> **Task objective**: Search the material and gather each line with "trainer" in it.

> **Provided data**:
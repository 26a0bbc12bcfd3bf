use std::io::Cursor;

use criterion::{Criterion, black_box, criterion_group, criterion_main};
use crfprep_core::{DocumentReader, Encoder, LabelRegistry, TemplateParser, dictionary, expand};

const TEMPLATE: &str = "\
U00:%x[-2,0]
U01:%x[-1,0]
U02:%x[0,0]
U03:%x[1,0]
U04:%x[2,0]
U05:%x[-1,0]/%x[0,0]
U06:%x[0,0]/%x[1,0]
U10:%x[0,1]
U11:%x[-1,1]/%x[0,1]
B
";

fn synthetic_corpus(documents: usize) -> String {
    let words = ["the", "cat", "sat", "on", "a", "mat", "and", "slept", "well"];
    let tags = ["DT", "NN", "VBD", "IN", "DT", "NN", "CC", "VBD", "RB"];
    let labels = ["B-NP", "I-NP", "B-VP", "B-PP", "B-NP", "I-NP", "O", "B-VP", "B-ADVP"];

    let mut corpus = String::new();
    for d in 0..documents {
        for t in 0..12 {
            let i = (d * 7 + t * 3) % words.len();
            corpus.push_str(&format!("{}{} {} {}\n", words[i], d % 50, tags[i], labels[i]));
        }
        corpus.push('\n');
    }
    corpus
}

fn bench_expand(c: &mut Criterion) {
    let parser = TemplateParser::new().unwrap();
    let line = parser
        .parse_line("U11:%x[-1,1]/%x[0,1]/%x[1,1]", 1)
        .unwrap()
        .unwrap();
    let corpus = synthetic_corpus(1);
    let doc = DocumentReader::new(Cursor::new(corpus.as_str()))
        .next()
        .unwrap()
        .unwrap();

    c.bench_function("expand_compound_line", |b| {
        b.iter(|| expand(black_box(&line), black_box(&doc), black_box(5)).unwrap());
    });
}

fn bench_build_and_encode(c: &mut Criterion) {
    let corpus = synthetic_corpus(500);
    let template = TemplateParser::new()
        .unwrap()
        .parse(Cursor::new(TEMPLATE))
        .unwrap();
    let labels = LabelRegistry::collect(DocumentReader::new(Cursor::new(corpus.as_str()))).unwrap();

    c.bench_function("build_dictionary_500_docs", |b| {
        b.iter(|| {
            dictionary::build(
                DocumentReader::new(Cursor::new(black_box(corpus.as_str()))),
                &template,
                labels.len(),
            )
            .unwrap()
        });
    });

    let dict = dictionary::build(
        DocumentReader::new(Cursor::new(corpus.as_str())),
        &template,
        labels.len(),
    )
    .unwrap();

    c.bench_function("encode_500_docs", |b| {
        b.iter(|| {
            let mut out = Vec::with_capacity(1 << 20);
            Encoder::new(&labels, &dict, &template)
                .encode_to(DocumentReader::new(Cursor::new(black_box(corpus.as_str()))), &mut out)
                .unwrap()
        });
    });
}

criterion_group!(benches, bench_expand, bench_build_and_encode);
criterion_main!(benches);
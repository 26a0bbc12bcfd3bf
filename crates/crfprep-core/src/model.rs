//! # CRF Weight Layout
//!
//! The encoded corpus stores base offsets into one flat weight vector. A
//! unigram feature owns `n_labels` consecutive weights (one per label), a
//! bigram feature owns `n_labels²` (one per `(previous, current)` pair). The
//! in-database trainer resolves weights with the helpers below, so the
//! layout here is a wire contract.

use serde::{Deserialize, Serialize};

/// Base offset of a feature block in the weight vector.
pub type FeatureId = u64;

/// Which kind of template line produced a feature.
#[derive(Debug, Clone, Copy, PartialEq, Eq, Hash, Serialize, Deserialize)]
pub enum FeatureKind {
    /// `U` lines: one weight per label.
    Unigram,
    /// `B` lines: one weight per label pair.
    Bigram,
}

impl FeatureKind {
    /// Number of weights reserved for one feature of this kind.
    pub fn width(self, n_labels: usize) -> FeatureId {
        let n = n_labels as FeatureId;
        match self {
            FeatureKind::Unigram => n,
            FeatureKind::Bigram => n * n,
        }
    }
}

/// Weight index of unigram feature `base` firing with `label`.
pub fn unigram_weight_index(base: FeatureId, label: usize, n_labels: usize) -> Option<FeatureId> {
    (label < n_labels).then(|| base + label as FeatureId)
}

/// Weight index of bigram feature `base` for the transition `prev -> label`.
pub fn bigram_weight_index(
    base: FeatureId,
    prev: usize,
    label: usize,
    n_labels: usize,
) -> Option<FeatureId> {
    if prev >= n_labels || label >= n_labels {
        return None;
    }
    Some(base + (prev * n_labels + label) as FeatureId)
}

/// Model meta data the CRF trainer is configured with.
#[derive(Debug, Clone, Copy, PartialEq, Eq, Serialize, Deserialize)]
pub struct CrfParams {
    /// Number of distinct labels.
    pub nlabels: usize,
    /// Number of unigram template lines.
    pub nulines: usize,
    /// Number of bigram template lines.
    pub nblines: usize,
    /// Size of the weight vector.
    pub ndims: FeatureId,
    /// Number of encoded documents.
    pub ntuples: usize,
}

#[cfg(test)]
mod tests {
    use super::*;

    #[test]
    fn test_widths() {
        assert_eq!(FeatureKind::Unigram.width(3), 3);
        assert_eq!(FeatureKind::Bigram.width(3), 9);
        assert_eq!(FeatureKind::Bigram.width(0), 0);
    }

    #[test]
    fn test_unigram_index() {
        assert_eq!(unigram_weight_index(10, 2, 3), Some(12));
        assert_eq!(unigram_weight_index(10, 3, 3), None);
    }

    #[test]
    fn test_bigram_index_stays_in_block() {
        let n = 4;
        let base = 100;
        let width = FeatureKind::Bigram.width(n);
        for prev in 0..n {
            for label in 0..n {
                let idx = bigram_weight_index(base, prev, label, n).unwrap();
                assert!(idx >= base && idx < base + width);
            }
        }
        assert_eq!(bigram_weight_index(base, 1, 2, n), Some(106));
        assert_eq!(bigram_weight_index(base, 4, 0, n), None);
    }

    #[test]
    fn test_params_serialize() {
        let params = CrfParams {
            nlabels: 2,
            nulines: 1,
            nblines: 0,
            ndims: 4,
            ntuples: 1,
        };
        let json = serde_json::to_string(&params).unwrap();
        assert_eq!(
            json,
            r#"{"nlabels":2,"nulines":1,"nblines":0,"ndims":4,"ntuples":1}"#
        );
    }
}
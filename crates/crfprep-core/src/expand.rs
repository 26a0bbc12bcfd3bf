//! # Pattern Expander
//!
//! Turns a compiled template line into a concrete feature identity at one
//! token position. Macros pointing before the first token become
//! `B[rowOffset,col]`, keeping the offset as written in the template. Macros
//! pointing past the last token become `E[row - len,col]`, where `row` is the
//! absolute document row. Real column values are substituted verbatim.

use std::fmt::Write;

use crate::corpus::Document;
use crate::error::{CrfPrepError, Result};
use crate::model::FeatureKind;
use crate::template::{Macro, Segment, Template, TemplateLine};

/// Expand `line` at token `index` of `doc` into `out` (cleared first).
pub fn expand_into(line: &TemplateLine, doc: &Document, index: usize, out: &mut String) -> Result<()> {
    out.clear();
    for segment in line.segments() {
        match segment {
            Segment::Literal(text) => out.push_str(text),
            Segment::Macro(m) => push_macro(*m, doc, index, out)?,
        }
    }
    Ok(())
}

/// Expand `line` at token `index` of `doc`.
pub fn expand(line: &TemplateLine, doc: &Document, index: usize) -> Result<String> {
    let mut out = String::new();
    expand_into(line, doc, index, &mut out)?;
    Ok(out)
}

fn push_macro(m: Macro, doc: &Document, index: usize, out: &mut String) -> Result<()> {
    let len = doc.len() as i64;
    let row = index as i64 + m.row_offset;

    // Writing into a String cannot fail
    if row < 0 {
        let _ = write!(out, "B[{},{}]", m.row_offset, m.col);
    } else if row >= len {
        let _ = write!(out, "E[{},{}]", row - len, m.col);
    } else {
        let token = &doc.tokens()[row as usize];
        let value = token
            .columns
            .get(m.col)
            .ok_or(CrfPrepError::ColumnOutOfRange {
                line: token.line,
                row: row as usize,
                col: m.col,
                available: token.columns.len(),
            })?;
        out.push_str(value);
    }
    Ok(())
}

/// Visit every feature identity of a document in corpus-pass order: tokens
/// in order, and for each token all unigram lines then all bigram lines.
///
/// The dictionary builder and the encoder both walk documents through this
/// function, so the two passes cannot drift apart.
pub fn visit_features<F>(template: &Template, doc: &Document, mut visit: F) -> Result<()>
where
    F: FnMut(FeatureKind, &str) -> Result<()>,
{
    let mut scratch = String::new();
    for index in 0..doc.len() {
        for line in template.lines() {
            expand_into(line, doc, index, &mut scratch)?;
            visit(line.kind(), &scratch)?;
        }
    }
    Ok(())
}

> **Solution to the exercise**:
//! in-database trainer resolves weights with the helpers below, so the
/// Model meta data the CRF trainer is configured with.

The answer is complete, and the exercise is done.